*** Opening PROVIDED DATA ***

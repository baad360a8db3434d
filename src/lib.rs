//! appatlas: scrape an app-template catalog and analyze the collected dataset
//!
//! The pipeline runs ingest → normalize → score → classify → persist → report:
//! - [`crawl`] fetches the catalog page and probes it for static content
//! - [`dataset`] loads the collected records from CSV
//! - [`analysis`] computes statistics, complexity scores, insights and taxonomy
//! - [`commands`] wires the steps into CLI commands

pub mod analysis;
pub mod commands;
pub mod config;
pub mod crawl;
pub mod dataset;
pub mod error;
pub mod models;
pub mod parse;
pub mod progress;
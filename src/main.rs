//! appatlas CLI entry point

use appatlas::{
    commands::{
        cmd_analyze, cmd_init, cmd_inspect, cmd_scrape, print_analysis_report, print_diagnostics,
        print_scrape_report, AnalyzeOptions, InitOptions, ScrapeOptions,
    },
    config::Config,
    error::Result,
    progress::LogWriterFactory,
};
use clap::{CommandFactory, Parser, Subcommand};
use clap_complete::{generate, Shell};
use std::path::PathBuf;
use tracing::error;
use tracing_subscriber::{fmt, prelude::*, EnvFilter};

#[derive(Parser)]
#[command(name = "appatlas")]
#[command(version, about = "App-template catalog scraper and dataset analyzer", long_about = None)]
struct Cli {
    /// Path to config file
    #[arg(short, long, global = true, env = "APPATLAS_CONFIG")]
    config: Option<PathBuf>,

    /// Enable verbose logging
    #[arg(short, long, global = true)]
    verbose: bool,

    /// Output as JSON
    #[arg(long, global = true)]
    json: bool,

    #[command(subcommand)]
    command: Commands,
}

#[derive(Subcommand)]
enum Commands {
    /// Write a default config file
    Init {
        /// Force overwrite existing config
        #[arg(long)]
        force: bool,
    },

    /// Fetch the catalog page once and probe it for static content
    Scrape {
        /// Catalog URL (defaults to the configured one)
        #[arg(long)]
        url: Option<String>,

        /// Write extracted records to the dataset CSV
        #[arg(long)]
        export: bool,
    },

    /// Diagnose a previously saved raw page without fetching
    Inspect {
        /// Raw HTML file (defaults to the configured side file)
        #[arg(long)]
        file: Option<PathBuf>,
    },

    /// Analyze the collected dataset and write the reports
    Analyze {
        /// Dataset CSV (defaults to the configured input)
        #[arg(long)]
        input: Option<PathBuf>,

        /// Output directory for the JSON results
        #[arg(long)]
        output_dir: Option<PathBuf>,
    },

    /// Generate shell completions
    Completions {
        /// Shell to generate completions for
        #[arg(value_enum)]
        shell: Shell,
    },
}

#[tokio::main]
async fn main() {
    match run().await {
        Ok(code) => std::process::exit(code),
        Err(e) => {
            error!("{}", e);
            std::process::exit(1);
        }
    }
}

async fn run() -> Result<i32> {
    let cli = Cli::parse();

    let filter = if cli.verbose {
        EnvFilter::try_from_default_env().unwrap_or_else(|_| EnvFilter::new("debug"))
    } else {
        EnvFilter::try_from_default_env().unwrap_or_else(|_| EnvFilter::new("info"))
    };

    tracing_subscriber::registry()
        .with(fmt::layer().with_writer(LogWriterFactory))
        .with(filter)
        .init();

    match cli.command {
        Commands::Init { force } => {
            let options = match cli.config {
                Some(path) => InitOptions::for_config_path(path, force),
                None => InitOptions {
                    force,
                    ..Default::default()
                },
            };
            let path = cmd_init(options)?;
            println!("✓ appatlas initialized");
            println!("  Config: {}", path.display());
        }

        Commands::Completions { shell } => {
            let mut cmd = Cli::command();
            generate(shell, &mut cmd, "appatlas", &mut std::io::stdout());
        }

        Commands::Scrape { url, export } => {
            let config = load_config(cli.config.as_deref())?;
            let report = cmd_scrape(&config, ScrapeOptions { url, export }).await?;

            if cli.json {
                println!("{}", serde_json::to_string_pretty(&report)?);
            } else {
                print_scrape_report(&report, config.scrape.candidate_sample);
            }

            if report.failed() {
                return Ok(1);
            }
        }

        Commands::Inspect { file } => {
            let config = load_config(cli.config.as_deref())?;
            let diagnostics = cmd_inspect(&config, file)?;

            if cli.json {
                println!("{}", serde_json::to_string_pretty(&diagnostics)?);
            } else {
                print_diagnostics(&diagnostics);
            }
        }

        Commands::Analyze { input, output_dir } => {
            let config = load_config(cli.config.as_deref())?;
            let outcome = cmd_analyze(&config, AnalyzeOptions { input, output_dir })?;

            if cli.json {
                println!("{}", serde_json::to_string_pretty(&outcome)?);
            } else {
                print_analysis_report(&outcome, config.analysis.taxonomy_examples);
            }
        }
    }

    Ok(0)
}

fn load_config(path: Option<&std::path::Path>) -> Result<Config> {
    match path {
        Some(path) => Config::load(path),
        None => Config::load_from(None),
    }
}
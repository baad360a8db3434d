//! CSV dataset loading and export

use crate::error::Result;
use crate::models::{Record, RECORD_COLUMNS};
use std::path::Path;
use tracing::{debug, info, warn};

/// Load every row of a headed CSV file as a record, in file order.
///
/// A missing file is not an error: a warning is logged and an empty
/// dataset returned so the caller can stop early.
pub fn load_records(path: &Path) -> Result<Vec<Record>> {
    if !path.exists() {
        warn!("Dataset not found: {}", path.display());
        return Ok(Vec::new());
    }

    debug!("Loading dataset from {}", path.display());
    let mut reader = csv::ReaderBuilder::new()
        .has_headers(true)
        .flexible(true)
        .from_path(path)?;

    let records = read_records(&mut reader)?;
    info!("Loaded {} records from {}", records.len(), path.display());
    Ok(records)
}

/// Parse records from in-memory CSV text
pub fn parse_records(content: &str) -> Result<Vec<Record>> {
    let mut reader = csv::ReaderBuilder::new()
        .has_headers(true)
        .flexible(true)
        .from_reader(content.as_bytes());
    read_records(&mut reader)
}

fn read_records<R: std::io::Read>(reader: &mut csv::Reader<R>) -> Result<Vec<Record>> {
    let headers = reader.headers()?.clone();
    let mut records = Vec::new();

    for row in reader.records() {
        let row = row?;
        // Short rows leave trailing columns absent, like a dict reader would
        let record: Record = headers
            .iter()
            .zip(row.iter())
            .map(|(h, v)| (h.trim().to_string(), v.to_string()))
            .collect();
        records.push(record);
    }

    Ok(records)
}

/// Write records to CSV with the standard column set, creating parent dirs
pub fn write_records(path: &Path, records: &[Record]) -> Result<()> {
    if let Some(parent) = path.parent() {
        if !parent.as_os_str().is_empty() {
            std::fs::create_dir_all(parent)?;
        }
    }

    let mut writer = csv::Writer::from_path(path)?;
    writer.write_record(RECORD_COLUMNS)?;
    for record in records {
        writer.write_record(RECORD_COLUMNS.iter().map(|c| record.field(c).unwrap_or("")))?;
    }
    writer.flush()?;

    info!("Wrote {} records to {}", records.len(), path.display());
    Ok(())
}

*** Closing PROVIDED DATA ***

Your reply should be one number: the count of lines above that hold the word "global".

*RESPONSE TO THE TASK*: 3